費用については、独学で学ぶ場合は下記の通り(2022年8月現在)。

【ケアストレスカウンセラー】
公式テキスト代:2,640円、受験料:10,000円、認定登録料:5,000円⇒合計17,640円

詳しくはこちら≫ケアストレスカウンセラー(一般財団法人 職業技能振興会HP)

【高齢者ケアストレスカウンセラー】
公式テキスト代:2,200円、受験料:12,000円、認定登録料:5,000円⇒合計19,200円

詳しくはこちら≫高齢者ケアストレスカウンセラー(一般財団法人 職業技能振興会HP)

2つの資格を合わせると、37,000円弱。
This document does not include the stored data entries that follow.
//! Per-frame scalar velocity estimation.

use crate::background::{BackgroundModel, DEFAULT_MIN_AREA};
use crate::point_tracker::LkTracker;
use crate::pyramid::{gray_from_frame, GrayImage, ImagePyramid};
use flowlab_core::{FrameBuffer, FrameRate, RationalTime};
use glam::Vec2;
use serde::{Deserialize, Serialize};
use tracing::debug;

/// One scalar velocity estimate. The sequence is sparse: frames with
/// no moving candidate (or no surviving correspondence) are absent,
/// never zero-padded.
#[derive(Debug, Clone, Copy, PartialEq, Serialize, Deserialize)]
pub struct VelocitySample {
    pub frame_index: i64,
    /// Exactly `frame_index / fps`.
    pub timestamp: RationalTime,
    /// Non-negative speed in physical units (µm/s for the default
    /// scale), `mean pixel displacement × µm/px × fps`.
    pub speed: f64,
}

/// A retained optical-flow correspondence, for overlay rendering.
#[derive(Debug, Clone, Copy, PartialEq)]
pub struct Correspondence {
    pub from: Vec2,
    pub to: Vec2,
}

/// Result of processing one frame.
#[derive(Debug, Clone)]
pub struct TrackedFrame {
    pub frame_index: i64,
    /// `None` when the frame contributed no velocity estimate.
    pub sample: Option<VelocitySample>,
    /// Retained correspondences; empty whenever `sample` is `None`.
    pub matches: Vec<Correspondence>,
}

/// Background-subtraction + optical-flow velocity estimator.
///
/// Owns the adaptive background model and the previous grayscale
/// frame; frames are consumed strictly in order.
pub struct VelocityTracker {
    background: BackgroundModel,
    lk: LkTracker,
    um_per_px: f64,
    frame_rate: FrameRate,
    min_area: u32,
    median_radius: i32,
    prev: Option<ImagePyramid>,
}

impl VelocityTracker {
    /// Default physical scale for the 4.5x magnification bead setup.
    pub const DEFAULT_UM_PER_PX: f64 = 0.174;

    pub fn new(width: u32, height: u32, um_per_px: f64, frame_rate: FrameRate) -> Self {
        Self {
            background: BackgroundModel::new(width, height),
            lk: LkTracker::default(),
            um_per_px,
            frame_rate,
            min_area: DEFAULT_MIN_AREA,
            median_radius: 2,
            prev: None,
        }
    }

    /// Override the Lucas-Kanade parameters.
    pub fn with_lk(mut self, lk: LkTracker) -> Self {
        self.lk = lk;
        self
    }

    /// Override the candidate area threshold.
    pub fn with_min_area(mut self, min_area: u32) -> Self {
        self.min_area = min_area;
        self
    }

    /// Process the next frame in sequence.
    pub fn process(&mut self, frame: &FrameBuffer, frame_index: i64) -> TrackedFrame {
        let gray = gray_from_frame(frame);
        let mask = self.background.apply(&gray).median_denoise(self.median_radius);
        let candidates: Vec<Vec2> = mask
            .blobs(self.min_area)
            .iter()
            .map(|b| b.centroid())
            .collect();
        let curr_pyr = self.lk.build_pyramid(&gray);

        let matches = match (&self.prev, candidates.is_empty()) {
            (Some(prev_pyr), false) => candidates
                .iter()
                .filter_map(|&c| {
                    self.lk
                        .track(prev_pyr, &curr_pyr, c)
                        .map(|to| Correspondence { from: c, to })
                })
                .collect(),
            // First frame only seeds the model and the previous image
            _ => Vec::new(),
        };
        self.prev = Some(curr_pyr);

        if matches.is_empty() {
            debug!("Frame {}: no moving candidates survived", frame_index);
            return TrackedFrame {
                frame_index,
                sample: None,
                matches,
            };
        }

        let mean_px: f64 = matches
            .iter()
            .map(|m| (m.to - m.from).length() as f64)
            .sum::<f64>()
            / matches.len() as f64;
        let speed = mean_px * self.um_per_px * self.frame_rate.to_fps_f64();
        debug!(
            "Frame {}: {} correspondences, {:.3} px mean, {:.2} um/s",
            frame_index,
            matches.len(),
            mean_px,
            speed
        );

        TrackedFrame {
            frame_index,
            sample: Some(VelocitySample {
                frame_index,
                timestamp: RationalTime::from_frames(frame_index, self.frame_rate),
                speed,
            }),
            matches,
        }
    }
}

#[cfg(test)]
mod tests {
    use super::*;
    use flowlab_core::PixelFormat;

    fn gray_frame(width: u32, height: u32, value: u8) -> FrameBuffer {
        let mut frame = FrameBuffer::new(width, height, PixelFormat::Gray8);
        frame.fill(value);
        frame
    }

    fn with_square(mut frame: FrameBuffer, x0: u32, y0: u32, size: u32) -> FrameBuffer {
        for y in y0..(y0 + size).min(frame.height) {
            let row = frame.row_mut(y);
            for x in x0..(x0 + size).min(row.len() as u32) {
                row[x as usize] = 250;
            }
        }
        frame
    }

    #[test]
    fn test_static_frames_give_no_samples() {
        let mut tracker = VelocityTracker::new(64, 64, 0.174, FrameRate::FPS_30);
        for i in 0..10 {
            let result = tracker.process(&gray_frame(64, 64, 40), i);
            assert!(result.sample.is_none());
            assert!(result.matches.is_empty());
        }
    }

    #[test]
    fn test_moving_square_produces_velocity() {
        let mut tracker = VelocityTracker::new(64, 64, 1.0, FrameRate::FPS_30);
        for i in 0..10 {
            tracker.process(&gray_frame(64, 64, 40), i);
        }
        // Square marches 2 px/frame; the first appearance has a flat
        // previous frame under it, later ones track cleanly
        let mut speeds = Vec::new();
        for (step, i) in (10..16).enumerate() {
            let frame = with_square(gray_frame(64, 64, 40), 10 + 2 * step as u32, 24, 8);
            if let Some(sample) = tracker.process(&frame, i).sample {
                assert!(sample.speed >= 0.0);
                speeds.push(sample.speed);
            }
        }
        assert!(!speeds.is_empty());
        // 2 px/frame at scale 1.0 and 30 fps is 60 units/s
        let best = speeds.iter().cloned().fold(0.0f64, f64::max);
        assert!(best > 10.0, "expected measurable motion, got {best}");
    }

    #[test]
    fn test_sparse_sequence_not_zero_padded() {
        let mut tracker = VelocityTracker::new(64, 64, 1.0, FrameRate::FPS_30);
        let mut samples = Vec::new();
        for i in 0..10 {
            if let Some(s) = tracker.process(&gray_frame(64, 64, 40), i).sample {
                samples.push(s);
            }
        }
        let frame = with_square(gray_frame(64, 64, 40), 20, 20, 8);
        if let Some(s) = tracker.process(&frame, 10).sample {
            samples.push(s);
        }
        // Static frames are absent entirely, not recorded as zeros
        assert!(samples.iter().all(|s| s.speed > 0.0) || samples.is_empty());
    }

    #[test]
    fn test_timestamp_matches_frame_index() {
        let mut tracker = VelocityTracker::new(64, 64, 1.0, FrameRate::FPS_300);
        for i in 0..10 {
            tracker.process(&gray_frame(64, 64, 40), i);
        }
        let f1 = with_square(gray_frame(64, 64, 40), 10, 24, 8);
        tracker.process(&f1, 10);
        let f2 = with_square(gray_frame(64, 64, 40), 13, 24, 8);
        if let Some(sample) = tracker.process(&f2, 11).sample {
            assert_eq!(sample.timestamp, RationalTime::new(11, 300));
        }
    }
}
試験会場までの交通費などを入れても、だいたい40,000円程度で収まる計算です。

ケアストレスカウンセラー(一般財団法人 職業技能振興会ホームページ)

公式テキストだけでは物足りない場合や、もっと学びを深めたい場合は、費用がかかりますが通信教育を選ぶこともできます。この場合、2つの資格を対象とした講座の受講料として68,000円ほどプラスされるので、受験料と登録料を合わせて総額10万円程度みておきましょう。

ヒューマンアカデミー「たのまな」心理カウンセリング通信講座

「高齢者ケアストレスカウンセラー」の求人は?

利用者に寄り添うカウンセラー

「高齢者ケアストレスカウンセラー」は民間資格なので、この資格での求人募集はほとんどありません。しかし介護に携わる人が高齢者の心理についての知識を持っていれば、介護の現場で非常に役立ちます。多くの人が介護職や看護職として働きながら、スキルアップの一環として資格を取得・活用しています。

この資格を持った人が活躍できる職場の代表格は、老人ホームやデイサービスなどの介護施設、訪問介護事業所、病院などの医療機関。高齢者の身体的なケアだけでなく精神的なケアもできれば、いっそう介護の仕事がスムーズになり、楽しくもなるはずです。

この資格の取得で直接収入アップや出世することは考えにくいですが、ケアの質が上がることで結果的に評価が上がったり、役職がつくといったことは十分考えられます。もちろん求職・転職活動でも、正しい知識に基づいてお年寄りの精神面をサポートできることの証明になるので、ぜひ履歴書に書いてアピールしていきましょう。

「こころ」に詳しい介護職へ

「どうしてこの方はこんな反応をされるのかな」「どうしたら元気を出してもらえるだろうか」・・・よくあるこんな悩みも心理学や精神医学の知識があれば、「こういう心理状態の表れだったのか」「こういう聴き方をすれば心を開いてもらいやすい」等々、本当の心の声に気付きやすくなります。

また、ストレスへの対応法やコミュニケーション法を身につければ、職場だけでなくプライベートでも家族や友人との関係がさらに豊かになることでしょう。あなたを介護職として、また一人の人間としてもっと成長させてくれる資格ですので、興味のある方はぜひ取得を検討してみてくださいね。